In
Barbara Ehrenreich’s article, “Wal-Martian Invasion” she discusses the internal
issues behind the company of Wal-Mart.
In her thesis however, she ineffectively presents the many points that
she is trying to argue. The thesis
discusses how over half of Wal-Marts own employees can’t afford the companies
health insurance, let alone the products that are provided at the store. In the article, she discusses much more than
what she presents in the thesis. She discusses things such as sex
discrimination, nonpayment for overtime work, poor management of medical
emergencies, and other things. She skims
over all these statements with little interpretation for each, making a
majority of her writing just claims, which aren’t backed with good factual
evidence. The thesis does address some
of the things in the paper, such as, how many of the employees cannot pay for
much of the merchandise at the store because of such low wages.
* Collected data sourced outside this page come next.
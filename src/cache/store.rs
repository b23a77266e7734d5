// In-memory feed cache fronting the backend.
// Handles TTL lookups, write-through fetches, and optimistic read-state propagation.

use std::collections::{HashMap, HashSet};
use std::sync::Arc;
use std::sync::Mutex;
use std::sync::atomic::{AtomicU64, Ordering};

use chrono::TimeDelta;
use reqwest::StatusCode;
use tracing::{debug, warn};

use crate::api::{ALL_FEEDS, Api, Feed, Item, Reply, endpoints};
use crate::clock::Clock;
use crate::error::Result;

use super::entry::{CacheEntry, Payload};
use super::lock::mutex_lock;

/// Cache key of the feed list.
pub const FEED_LIST_KEY: &str = "feeds";

/// A cacheable backend resource: its cache key and request path travel together.
#[derive(Debug, Clone, PartialEq, Eq)]
pub enum Resource {
    FeedList,
    Feed(String),
}

impl Resource {
    pub fn key(&self) -> &str {
        match self {
            Resource::FeedList => FEED_LIST_KEY,
            Resource::Feed(uid) => uid,
        }
    }

    pub fn path(&self) -> String {
        match self {
            Resource::FeedList => endpoints::FEEDS_PATH.to_string(),
            Resource::Feed(uid) => endpoints::feed_path(uid),
        }
    }

    fn decode(&self, raw: crate::api::RawResponse) -> Result<Reply<Payload>> {
        Ok(match self {
            Resource::FeedList => Reply::<Vec<Feed>>::from_raw(raw)?.map(Payload::FeedList),
            Resource::Feed(_) => Reply::<Feed>::from_raw(raw)?.map(Payload::Feed),
        })
    }
}

/// Granularity of a read-marking operation.
#[derive(Debug, Clone, PartialEq, Eq)]
pub enum ReadScope {
    /// Everything; same as `Feed("all")`.
    List,
    Feed(String),
    Item { feed: String, item: String },
}

impl ReadScope {
    /// Feed the backend mutation is addressed to.
    pub fn feed_uid(&self) -> &str {
        match self {
            ReadScope::List => ALL_FEEDS,
            ReadScope::Feed(uid) => uid,
            ReadScope::Item { feed, .. } => feed,
        }
    }

    pub fn matches(&self, item: &Item) -> bool {
        match self {
            ReadScope::List => true,
            ReadScope::Feed(uid) => uid == ALL_FEEDS || item.feed_uid == *uid,
            ReadScope::Item { item: uid, .. } => item.uid == *uid,
        }
    }
}

/// Process-wide store of fetched feeds, keyed by resource.
pub struct FeedCache {
    api: Api,
    entries: Mutex<HashMap<String, CacheEntry>>,
    ttl: TimeDelta,
    clock: Arc<dyn Clock>,
    generation: AtomicU64,
}

impl FeedCache {
    pub fn new(api: Api, ttl: TimeDelta, clock: Arc<dyn Clock>) -> Self {
        Self {
            api,
            entries: Mutex::new(HashMap::new()),
            ttl,
            clock,
            generation: AtomicU64::new(0),
        }
    }

    pub fn ttl(&self) -> TimeDelta {
        self.ttl
    }

    fn next_generation(&self) -> u64 {
        self.generation.fetch_add(1, Ordering::SeqCst) + 1
    }

    /// Look up a live entry. Expired entries are removed and reported as absent.
    pub fn get(&self, key: &str) -> Option<Payload> {
        let now = self.clock.now();
        let mut entries = mutex_lock(&self.entries, "get");
        let expired = entries.get(key)?.is_expired(now, self.ttl);
        if expired {
            entries.remove(key);
            debug!(key, "cache entry expired");
            return None;
        }
        entries.get(key).map(|entry| entry.payload.clone())
    }

    /// Overwrite an entry unconditionally.
    pub fn put(&self, key: &str, payload: Payload) {
        let generation = self.next_generation();
        let entry = CacheEntry::new(key.to_string(), payload, self.clock.now(), generation);
        mutex_lock(&self.entries, "put").insert(key.to_string(), entry);
    }

    /// Write the result of a fetch that took `ticket` before going to the network.
    /// Rejected when the entry changed after the ticket was issued.
    fn put_if_current(&self, key: &str, payload: Payload, ticket: u64) -> bool {
        let mut entries = mutex_lock(&self.entries, "put_if_current");
        if let Some(current) = entries.get(key) {
            if current.generation > ticket {
                debug!(
                    key,
                    ticket,
                    current = current.generation,
                    "discarding stale fetch result"
                );
                return false;
            }
        }
        let entry = CacheEntry::new(key.to_string(), payload, self.clock.now(), ticket);
        entries.insert(key.to_string(), entry);
        true
    }

    pub fn len(&self) -> usize {
        mutex_lock(&self.entries, "len").len()
    }

    pub fn is_empty(&self) -> bool {
        self.len() == 0
    }

    /// Serve from cache when allowed and live, otherwise fetch and write through on 200.
    pub async fn fetch_with_cache(
        &self,
        resource: &Resource,
        allow_cache: bool,
    ) -> Result<Reply<Payload>> {
        let key = resource.key();
        if allow_cache {
            if let Some(payload) = self.get(key) {
                debug!(key, "cache hit");
                return Ok(Reply::Success(payload));
            }
        }

        let ticket = self.next_generation();
        let raw = self.api.get_raw(&resource.path()).await?;
        let reply = resource.decode(raw)?;
        match &reply {
            Reply::Success(payload) => {
                self.put_if_current(key, payload.clone(), ticket);
            }
            Reply::Failure { status, .. } => debug!(key, %status, "not caching failed fetch"),
        }
        Ok(reply)
    }

    /// Fetch the feed list. The list is never served from cache.
    pub async fn fetch_feeds(&self) -> Result<Reply<Vec<Feed>>> {
        self.fetch_with_cache(&Resource::FeedList, false)
            .await?
            .try_map(Payload::into_feed_list)
    }

    pub async fn fetch_feed(&self, uid: &str, use_cache: bool) -> Result<Reply<Feed>> {
        self.fetch_with_cache(&Resource::Feed(uid.to_string()), use_cache)
            .await?
            .try_map(Payload::into_feed)
    }

    /// Mark items as read on the backend, then mirror the change into every cached copy.
    ///
    /// Returns `false` without touching the cache unless the backend answers 200.
    pub async fn mark_as_read(&self, scope: ReadScope) -> bool {
        let result = match &scope {
            ReadScope::Item { feed, item } => self.api.mark_item_read(feed, item).await,
            ReadScope::List | ReadScope::Feed(_) => {
                let uid = scope.feed_uid();
                let before = self.cutoff_for(uid);
                self.api.mark_feed_read(uid, before).await
            }
        };

        match result {
            Ok(StatusCode::OK) => {}
            Ok(status) => {
                warn!(?scope, %status, "backend rejected mark as read");
                return false;
            }
            Err(err) => {
                warn!(?scope, error = %err, "mark as read failed");
                return false;
            }
        }

        let flipped = self.propagate_read(&scope);
        debug!(?scope, flipped, "marked as read");
        true
    }

    /// Items older than the feed's last refresh are the ones the user has seen.
    fn cutoff_for(&self, feed_uid: &str) -> i64 {
        self.get(feed_uid)
            .and_then(|payload| payload.as_feed().map(|feed| feed.last_updated))
            .filter(|ts| *ts > 0)
            .unwrap_or_else(|| self.clock.timestamp())
    }

    /// Flip matching items in every live entry; bump each owning feed's read count
    /// once per item whose copy in the owner's own entry was unread. Returns the
    /// number of distinct items flipped.
    fn propagate_read(&self, scope: &ReadScope) -> usize {
        let now = self.clock.now();
        let mut entries = mutex_lock(&self.entries, "propagate_read");
        // Flips inside the owning feed's entry, and flips seen only in other entries
        let mut owned: HashSet<(String, String)> = HashSet::new();
        let mut elsewhere: HashSet<(String, String)> = HashSet::new();

        for (key, entry) in entries.iter_mut() {
            if entry.is_expired(now, self.ttl) {
                continue;
            }
            let mut touched = false;
            for item in entry.payload.items_mut() {
                if !item.read && scope.matches(item) {
                    item.read = true;
                    touched = true;
                    let id = (item.feed_uid.clone(), item.uid.clone());
                    if item.feed_uid == *key {
                        owned.insert(id);
                    } else {
                        elsewhere.insert(id);
                    }
                }
            }
            if touched {
                entry.generation = self.next_generation();
            }
        }

        for (feed_uid, uid) in owned.iter().chain(elsewhere.difference(&owned)) {
            let Some(entry) = entries.get_mut(feed_uid) else {
                continue;
            };
            if entry.is_expired(now, self.ttl) {
                continue;
            }
            if let Payload::Feed(feed) = &mut entry.payload {
                // The owner already held this item as read, so it was already counted
                if !owned.contains(&(feed_uid.clone(), uid.clone()))
                    && feed.items.iter().any(|item| item.uid == *uid)
                {
                    continue;
                }
                feed.read_count += 1;
                entry.generation = self.next_generation();
            }
        }

        owned.union(&elsewhere).count()
    }
}
use std::sync::{Mutex, MutexGuard};

use tracing::warn;

/// Lock a cache mutex, recovering the data if a previous holder panicked.
pub(crate) fn mutex_lock<'a, T>(lock: &'a Mutex<T>, op: &'static str) -> MutexGuard<'a, T> {
    match lock.lock() {
        Ok(guard) => guard,
        Err(poisoned) => {
            warn!(op, result = "poisoned_recovered", "Recovered from poisoned cache lock");
            poisoned.into_inner()
        }
    }
}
Ehrenreich uses a life example of a woman
worker who can barely afford the shirt she must wear for work. She discusses the issue of poor workers, but
doesn’t go into very much detail, which ultimately weakens her argument. Another thing the thesis fails to do is
inform the reader of how employment problems at the company can be
addressed. In the article, Ehrenreich
discusses briefly how Wal-Mart may be able to fix their existing problems. It
is fine that she does this, but she doesn’t give the reader any warning in the
thesis. The thesis has potential for
laying out some good arguments, but it doesn’t provided a well thought out map
of what the article will be discussing. This
aspect might make many readers disagree with the thesis because the writer doesn’t
even inform the audience of what is in the rest of the paper, causing
questioning and potential distrust in the writers thesis. It made me question the credibility and the truthfulness of the
thesis being presented. I disagree with
this thesis.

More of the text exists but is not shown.